Beitritt eines neuen Gesellschafters bringt Geld …
… Geld in Ihren Geldbeutel!
Oft braucht eine Gesellschaft eine Finanzspritze um zu expandieren und um neue und rentable Geschafte zu tatigen. In vielen Fallen ist die Finanzierung durch Kreditinstitute nicht machbar oder die Finanzierungskosten der Verschuldung sind einfach zu hoch.
Es kann natürlich sein, dass Sie es ins Auge fassen, einen neuen Gesellschafter in Ihre Firma mit aufzunehmen, der dann die entsprechende Gelder und Know-how mitbringt. Warum ziehen Sie aus dieser Gelegenheit nicht Nutzen und wiedererlangen ein bisschen Geld zurück, welches Sie in den vergangenen Jahren in diese Gesellschaft gesteckt haben? Wir können damit erreichen, dass ein bisschen Geld in Ihren Geldbeutel fließt und auch geringe steuerliche Kosten mit sich bringt.
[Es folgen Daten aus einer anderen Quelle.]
//! Snapshot fixture loading and comparison.

use std::collections::BTreeMap;
use std::path::{Path, PathBuf};

use anyhow::{Context, Result, bail, ensure};
use serde::Deserialize;
use tracing::{debug, info};

/// One color in every space the pipeline passes through.
#[derive(Debug, Clone, Copy, PartialEq, Deserialize)]
pub struct Sample {
    /// sRGB in [0, 1]
    pub rgb: [f64; 3],
    /// CIE XYZ
    pub xyz: [f64; 3],
    /// CIE Luv
    pub luv: [f64; 3],
    /// LCh(uv)
    pub lch: [f64; 3],
    /// HSLuv
    pub hsluv: [f64; 3],
    /// HPLuv
    pub hpluv: [f64; 3],
}

/// Samples keyed by `#rrggbb`.
pub type Snapshot = BTreeMap<String, Sample>;

/// Path of the fixture shipped with this crate.
pub fn fixture_path() -> PathBuf {
    PathBuf::from(env!("CARGO_MANIFEST_DIR")).join("fixtures").join("snapshot.json")
}

/// Loads and validates a snapshot file.
///
/// Every key must be a `#rrggbb` hex color whose channels match the
/// sample's `rgb` triple.
pub fn load(path: &Path) -> Result<Snapshot> {
    debug!(path = %path.display(), "Loading snapshot");
    let content = std::fs::read_to_string(path)
        .with_context(|| format!("failed to read snapshot {}", path.display()))?;
    let snapshot: Snapshot = serde_json::from_str(&content)
        .with_context(|| format!("failed to parse snapshot {}", path.display()))?;

    for (key, sample) in &snapshot {
        let rgb = parse_hex(key)?;
        for (channel, expected) in rgb.into_iter().zip(sample.rgb) {
            ensure!(
                (channel as f64 / 255.0 - expected).abs() < 1e-12,
                "{key}: rgb {:?} does not match its key",
                sample.rgb
            );
        }
    }

    info!(samples = snapshot.len(), "Loaded snapshot");
    Ok(snapshot)
}

/// Loads the fixture shipped with this crate.
pub fn load_default() -> Result<Snapshot> {
    load(&fixture_path())
}

/// Parses `#rrggbb` into 8-bit channels.
pub fn parse_hex(key: &str) -> Result<[u8; 3]> {
    let Some(digits) = key.strip_prefix('#') else {
        bail!("{key}: missing '#'");
    };
    ensure!(
        digits.len() == 6 && digits.is_ascii(),
        "{key}: expected 6 hex digits"
    );

    let mut rgb = [0u8; 3];
    for (i, c) in rgb.iter_mut().enumerate() {
        let pair = &digits[i * 2..i * 2 + 2];
        *c = u8::from_str_radix(pair, 16).with_context(|| format!("{key}: bad digits {pair}"))?;
    }
    Ok(rgb)
}

/// Largest absolute per-component difference, NaN if any component is NaN.
pub fn max_abs_diff(a: [f64; 3], b: [f64; 3]) -> f64 {
    a.iter()
        .zip(b.iter())
        .map(|(x, y)| (x - y).abs())
        .fold(0.0, |worst: f64, d| if d > worst || d.is_nan() { d } else { worst })
}

/// One conversion checked against the fixture.
#[derive(Clone, Copy)]
pub struct Direction {
    /// Name of the conversion function.
    pub name: &'static str,
    /// Picks the input space from a sample.
    pub input: fn(&Sample) -> [f64; 3],
    /// Picks the expected output space from a sample.
    pub expected: fn(&Sample) -> [f64; 3],
    /// The conversion under test.
    pub convert: fn([f64; 3]) -> [f64; 3],
}

impl std::fmt::Debug for Direction {
    fn fmt(&self, f: &mut std::fmt::Formatter<'_>) -> std::fmt::Result {
        f.write_str(self.name)
    }
}

macro_rules! direction {
    ($convert:ident, $from:ident -> $to:ident) => {
        Direction {
            name: stringify!($convert),
            input: |s: &Sample| s.$from,
            expected: |s: &Sample| s.$to,
            convert: hsluv::$convert,
        }
    };
}

/// Every public conversion, in both directions.
pub const DIRECTIONS: &[Direction] = &[
    direction!(rgb_to_xyz, rgb -> xyz),
    direction!(xyz_to_rgb, xyz -> rgb),
    direction!(xyz_to_luv, xyz -> luv),
    direction!(luv_to_xyz, luv -> xyz),
    direction!(luv_to_lch, luv -> lch),
    direction!(lch_to_luv, lch -> luv),
    direction!(lch_to_hsluv, lch -> hsluv),
    direction!(hsluv_to_lch, hsluv -> lch),
    direction!(lch_to_hpluv, lch -> hpluv),
    direction!(hpluv_to_lch, hpluv -> lch),
    direction!(rgb_to_hsluv, rgb -> hsluv),
    direction!(hsluv_to_rgb, hsluv -> rgb),
    direction!(rgb_to_hpluv, rgb -> hpluv),
    direction!(hpluv_to_rgb, hpluv -> rgb),
];

/// A sample that a direction failed to reproduce.
#[derive(Debug, Clone)]
pub struct Mismatch {
    /// Fixture key.
    pub key: String,
    /// Direction that failed.
    pub direction: &'static str,
    /// Value from the fixture.
    pub expected: [f64; 3],
    /// Value computed by the pipeline.
    pub actual: [f64; 3],
}

impl Mismatch {
    /// Largest per-component difference.
    pub fn diff(&self) -> f64 {
        max_abs_diff(self.expected, self.actual)
    }
}

/// Runs one direction over the whole snapshot.
pub fn check(snapshot: &Snapshot, direction: &Direction, tolerance: f64) -> Vec<Mismatch> {
    let mismatches: Vec<Mismatch> = snapshot
        .iter()
        .filter_map(|(key, sample)| {
            let expected = (direction.expected)(sample);
            let actual = (direction.convert)((direction.input)(sample));
            // NaN fails the comparison and counts as a mismatch
            let within = max_abs_diff(expected, actual) <= tolerance;
            (!within).then(|| Mismatch {
                key: key.clone(),
                direction: direction.name,
                expected,
                actual,
            })
        })
        .collect();

    debug!(
        direction = direction.name,
        mismatches = mismatches.len(),
        "Checked direction"
    );
    mismatches
}

/// Largest difference a direction produces over the snapshot.
pub fn worst(snapshot: &Snapshot, direction: &Direction) -> Option<Mismatch> {
    snapshot
        .iter()
        .map(|(key, sample)| Mismatch {
            key: key.clone(),
            direction: direction.name,
            expected: (direction.expected)(sample),
            actual: (direction.convert)((direction.input)(sample)),
        })
        .max_by(|a, b| a.diff().total_cmp(&b.diff()))
}

#[cfg(test)]
mod tests {
    use super::*;

    #[test]
    fn test_parse_hex() {
        assert_eq!(parse_hex("#c89614").unwrap(), [200, 150, 20]);
        assert_eq!(parse_hex("#FFFFFF").unwrap(), [255, 255, 255]);
        assert!(parse_hex("c89614").is_err());
        assert!(parse_hex("#c8961").is_err());
        assert!(parse_hex("#gg0000").is_err());
    }

    #[test]
    fn test_max_abs_diff() {
        assert_eq!(max_abs_diff([1.0, 2.0, 3.0], [1.5, 2.0, 1.0]), 2.0);
        assert!(max_abs_diff([f64::NAN, 0.0, 0.0], [0.0; 3]).is_nan());
        assert!(max_abs_diff([0.0, 0.0, f64::NAN], [0.0; 3]).is_nan());
    }

    #[test]
    fn test_directions_cover_every_conversion() {
        assert_eq!(DIRECTIONS.len(), 14);
        let mut names: Vec<_> = DIRECTIONS.iter().map(|d| d.name).collect();
        names.sort_unstable();
        names.dedup();
        assert_eq!(names.len(), 14);
    }
}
Gehen wir mal davon aus, dass Ihre Gesellschaft einen sehr hohen Wert hat, da diese sehr rentabel oder Ihre Marktposition sehr wertvoll ist.
Wenn Sie, bevor ein neuer Gesellschafter in die Firma eintritt, Geld entnehmen, wird dieses als Dividendenzahlung angesehen und mit 18 % besteuert. Das ist uninteressant.
Die andere Möglichkeit ist, dass Sie mit dem neuen Gesellschafter so verfahren, dass ein Teil der Zahlung als Kapitalerhöhung durchgeführt wird und der andere Teil als Kauf von einem gewissen Prozentsatz Ihrer Anteile. Wenn Sie aus diesem Verkauf einen Gewinn erwirtschaften, müssen Sie 18 % darauf bezahlen. Dasselbe ware, wenn Sie Ihre Vorzugserwerbrechte erweitern und verkaufen würden. Diese Alternative ist auch uninteressant.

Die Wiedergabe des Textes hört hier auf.